• PROVIDED DATA:
========
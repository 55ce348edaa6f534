//! Pure reshaping of flat backend records into chart-ready series.
//!
//! Every fold groups by exact key equality, emits one output record per
//! distinct key in order of first occurrence, and never mutates its input.
//! Empty input always yields empty output.

mod dates;

pub use dates::{long_date_label, month_label, parse_backend_date, short_date_label};

use serde::Serialize;

use crate::models::{Anomaly, GeoDistribution, MonthlyStat, WeeklyPattern};

/// One point of the monthly activity series
#[derive(Debug, Clone, PartialEq, Serialize)]
pub struct MonthlyActivity {
    #[serde(rename = "mois")]
    pub month: String,
    #[serde(rename = "connexions")]
    pub connections: i64,
}

/// Fold per-operator monthly stats into one point per month label,
/// summing connection counts. Months keep first-occurrence order.
pub fn monthly_activity(stats: &[MonthlyStat]) -> Vec<MonthlyActivity> {
    let mut series: Vec<MonthlyActivity> = Vec::new();
    for stat in stats {
        let label = match parse_backend_date(&stat.month) {
            Some(date) => month_label(date),
            None => stat.month.clone(),
        };
        match series.iter_mut().find(|point| point.month == label) {
            Some(point) => point.connections += stat.connections,
            None => series.push(MonthlyActivity {
                month: label,
                connections: stat.connections,
            }),
        }
    }
    series
}

/// Idempotence helper for re-aggregating an already grouped series
/// (grouping by an already-unique key changes nothing).
pub fn regroup_monthly(series: &[MonthlyActivity]) -> Vec<MonthlyActivity> {
    let mut out: Vec<MonthlyActivity> = Vec::new();
    for point in series {
        match out.iter_mut().find(|p| p.month == point.month) {
            Some(p) => p.connections += point.connections,
            None => out.push(point.clone()),
        }
    }
    out
}

/// Summed connections for one weekday
#[derive(Debug, Clone, PartialEq, Serialize)]
pub struct WeeklyDayTotal {
    #[serde(rename = "jour_semaine")]
    pub day_of_week: u8,
    #[serde(rename = "nom_jour")]
    pub day_name: String,
    #[serde(rename = "nb_connexions")]
    pub connections: i64,
}

/// Detailed weekday rollup, also summing unique client and IP counts
#[derive(Debug, Clone, PartialEq, Serialize)]
pub struct WeeklyDayBreakdown {
    #[serde(rename = "jour_semaine")]
    pub day_of_week: u8,
    #[serde(rename = "nom_jour")]
    pub day_name: String,
    #[serde(rename = "nb_connexions")]
    pub connections: i64,
    #[serde(rename = "nb_clients_uniques")]
    pub unique_clients: i64,
    #[serde(rename = "nb_ips_uniques")]
    pub unique_ips: i64,
}

/// Sum connections per day name, then order by the numeric day index.
/// The index field is authoritative for ordering, not the label.
pub fn weekly_connection_totals(patterns: &[WeeklyPattern]) -> Vec<WeeklyDayTotal> {
    let mut totals: Vec<WeeklyDayTotal> = Vec::new();
    for pattern in patterns {
        match totals.iter_mut().find(|t| t.day_name == pattern.day_name) {
            Some(total) => total.connections += pattern.connections,
            None => totals.push(WeeklyDayTotal {
                day_of_week: pattern.day_of_week,
                day_name: pattern.day_name.clone(),
                connections: pattern.connections,
            }),
        }
    }
    totals.sort_by_key(|t| t.day_of_week);
    totals
}

/// Detailed variant of [`weekly_connection_totals`]
pub fn weekly_day_breakdown(patterns: &[WeeklyPattern]) -> Vec<WeeklyDayBreakdown> {
    let mut totals: Vec<WeeklyDayBreakdown> = Vec::new();
    for pattern in patterns {
        match totals.iter_mut().find(|t| t.day_name == pattern.day_name) {
            Some(total) => {
                total.connections += pattern.connections;
                total.unique_clients += pattern.unique_clients;
                total.unique_ips += pattern.unique_ips;
            }
            None => totals.push(WeeklyDayBreakdown {
                day_of_week: pattern.day_of_week,
                day_name: pattern.day_name.clone(),
                connections: pattern.connections,
                unique_clients: pattern.unique_clients,
                unique_ips: pattern.unique_ips,
            }),
        }
    }
    totals.sort_by_key(|t| t.day_of_week);
    totals
}

/// Summed connections for one country
#[derive(Debug, Clone, PartialEq, Serialize)]
pub struct CountryTotal {
    #[serde(rename = "pays")]
    pub country: String,
    #[serde(rename = "nb_connexions")]
    pub connections: i64,
}

/// Sum connections per country, ordered by total descending
pub fn geo_totals(distributions: &[GeoDistribution]) -> Vec<CountryTotal> {
    let mut totals: Vec<CountryTotal> = Vec::new();
    for dist in distributions {
        match totals.iter_mut().find(|t| t.country == dist.country) {
            Some(total) => total.connections += dist.connections,
            None => totals.push(CountryTotal {
                country: dist.country.clone(),
                connections: dist.connections,
            }),
        }
    }
    totals.sort_by(|a, b| b.connections.cmp(&a.connections));
    totals
}

/// Anomalies merged per (date label, category)
#[derive(Debug, Clone, PartialEq, Serialize)]
pub struct AnomalyGroup {
    #[serde(rename = "date")]
    pub date_label: String,
    #[serde(rename = "type_anomalie")]
    pub category: String,
    #[serde(rename = "nb_connexions")]
    pub connections: i64,
    #[serde(rename = "moyenne_connexions")]
    pub mean_connections: f64,
    #[serde(rename = "variation_pourcentage")]
    pub variation_pct: f64,
    #[serde(rename = "operateurs")]
    pub operator_ids: Vec<String>,
}

/// Merge anomalies sharing a date label and category. Connections are
/// summed; the mean-connections and variation fields merge by averaging
/// the accumulated value with each incoming value, so arrival order
/// matters from the third record onwards. That merge rule is part of the
/// established dashboard output and is kept as-is.
pub fn anomaly_groups(anomalies: &[Anomaly]) -> Vec<AnomalyGroup> {
    let mut groups: Vec<AnomalyGroup> = Vec::new();
    for anomaly in anomalies {
        let date_label = match parse_backend_date(&anomaly.date) {
            Some(date) => long_date_label(date),
            None => anomaly.date.clone(),
        };
        match groups
            .iter_mut()
            .find(|g| g.date_label == date_label && g.category == anomaly.category)
        {
            Some(group) => {
                group.connections += anomaly.connections;
                group.mean_connections = (group.mean_connections + anomaly.mean_connections) / 2.0;
                group.variation_pct = (group.variation_pct + anomaly.variation_pct) / 2.0;
                group.operator_ids.push(anomaly.operator_id.clone());
            }
            None => groups.push(AnomalyGroup {
                date_label,
                category: anomaly.category.clone(),
                connections: anomaly.connections,
                mean_connections: anomaly.mean_connections,
                variation_pct: anomaly.variation_pct,
                operator_ids: vec![anomaly.operator_id.clone()],
            }),
        }
    }
    groups
}

#[cfg(test)]
mod tests {
    use super::*;
    use crate::models::{ANOMALY_DROP, ANOMALY_SPIKE};

    fn monthly(operator: &str, month: &str, connections: i64) -> MonthlyStat {
        MonthlyStat {
            operator_id: operator.to_string(),
            month: month.to_string(),
            connections,
            rank_in_month: None,
        }
    }

    fn pattern(day_of_week: u8, day_name: &str, connections: i64) -> WeeklyPattern {
        WeeklyPattern {
            operator_id: "op-1".to_string(),
            day_of_week,
            day_name: day_name.to_string(),
            day: "2024-01-05".to_string(),
            connections,
            unique_clients: 2,
            unique_ips: 3,
        }
    }

    fn anomaly(operator: &str, date: &str, category: &str, mean: f64, variation: f64) -> Anomaly {
        Anomaly {
            operator_id: operator.to_string(),
            date: date.to_string(),
            connections: 100,
            mean_connections: mean,
            variation_pct: variation,
            category: category.to_string(),
        }
    }

    #[test]
    fn monthly_activity_sums_by_label_in_first_occurrence_order() {
        let stats = vec![
            monthly("a", "2024-01", 5),
            monthly("b", "2024-01", 3),
            monthly("a", "2024-02", 1),
        ];
        let series = monthly_activity(&stats);
        assert_eq!(
            series,
            vec![
                MonthlyActivity {
                    month: "janv. 2024".to_string(),
                    connections: 8
                },
                MonthlyActivity {
                    month: "févr. 2024".to_string(),
                    connections: 1
                },
            ]
        );
    }

    #[test]
    fn monthly_activity_is_idempotent_on_its_own_output() {
        let stats = vec![
            monthly("a", "2024-01-01T00:00:00", 5),
            monthly("b", "2024-01-15", 3),
            monthly("a", "2024-02-01", 1),
        ];
        let once = monthly_activity(&stats);
        assert_eq!(regroup_monthly(&once), once);
    }

    #[test]
    fn monthly_activity_keeps_raw_label_for_unparseable_dates() {
        let series = monthly_activity(&[monthly("a", "n/a", 4), monthly("b", "n/a", 2)]);
        assert_eq!(series.len(), 1);
        assert_eq!(series[0].month, "n/a");
        assert_eq!(series[0].connections, 6);
    }

    #[test]
    fn empty_input_yields_empty_output() {
        assert!(monthly_activity(&[]).is_empty());
        assert!(weekly_connection_totals(&[]).is_empty());
        assert!(weekly_day_breakdown(&[]).is_empty());
        assert!(geo_totals(&[]).is_empty());
        assert!(anomaly_groups(&[]).is_empty());
    }

    #[test]
    fn weekly_totals_sort_by_day_index_regardless_of_input_order() {
        let patterns = vec![
            pattern(5, "vendredi", 4),
            pattern(1, "lundi", 10),
            pattern(5, "vendredi", 6),
            pattern(3, "mercredi", 1),
        ];
        let totals = weekly_connection_totals(&patterns);
        assert_eq!(totals.len(), 3);
        assert_eq!(
            totals.iter().map(|t| t.day_of_week).collect::<Vec<_>>(),
            vec![1, 3, 5]
        );
        assert_eq!(totals[2].connections, 10);
    }

    #[test]
    fn weekly_breakdown_sums_all_three_counts() {
        let patterns = vec![pattern(2, "mardi", 4), pattern(2, "mardi", 6)];
        let breakdown = weekly_day_breakdown(&patterns);
        assert_eq!(breakdown.len(), 1);
        assert_eq!(breakdown[0].connections, 10);
        assert_eq!(breakdown[0].unique_clients, 4);
        assert_eq!(breakdown[0].unique_ips, 6);
    }

    #[test]
    fn geo_totals_order_by_summed_volume_descending() {
        let distributions = vec![
            GeoDistribution {
                operator_id: None,
                country: "FR".to_string(),
                connections: 5,
            },
            GeoDistribution {
                operator_id: None,
                country: "DE".to_string(),
                connections: 20,
            },
            GeoDistribution {
                operator_id: None,
                country: "FR".to_string(),
                connections: 30,
            },
        ];
        let totals = geo_totals(&distributions);
        assert_eq!(totals[0].country, "FR");
        assert_eq!(totals[0].connections, 35);
        assert_eq!(totals[1].country, "DE");
    }

    #[test]
    fn anomaly_groups_split_by_category_on_the_same_date() {
        let anomalies = vec![
            anomaly("a", "2024-01-05", ANOMALY_SPIKE, 10.0, 50.0),
            anomaly("b", "2024-01-05", ANOMALY_DROP, 10.0, 40.0),
        ];
        let groups = anomaly_groups(&anomalies);
        assert_eq!(groups.len(), 2);
        assert_eq!(groups[0].date_label, "5 janvier 2024");
        assert_eq!(groups[0].category, ANOMALY_SPIKE);
        assert_eq!(groups[1].category, ANOMALY_DROP);
    }

    #[test]
    fn anomaly_merge_averages_pairwise_not_weighted() {
        let anomalies = vec![
            anomaly("a", "2024-01-05", ANOMALY_SPIKE, 10.0, 30.0),
            anomaly("b", "2024-01-05", ANOMALY_SPIKE, 20.0, 60.0),
            anomaly("c", "2024-01-05", ANOMALY_SPIKE, 40.0, 90.0),
        ];
        let groups = anomaly_groups(&anomalies);
        assert_eq!(groups.len(), 1);
        // ((10 + 20) / 2 + 40) / 2, not (10 + 20 + 40) / 3
        assert_eq!(groups[0].mean_connections, 27.5);
        assert_eq!(groups[0].variation_pct, 67.5);
        assert_eq!(groups[0].connections, 300);
        assert_eq!(groups[0].operator_ids, vec!["a", "b", "c"]);
    }
}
========
• WORK INSTRUCTION:
Looking at the entries above, count the lines that contain "WeeklyDayBreakdown" and answer with only the number.

• RESULT OF THIS EXERCISE:
4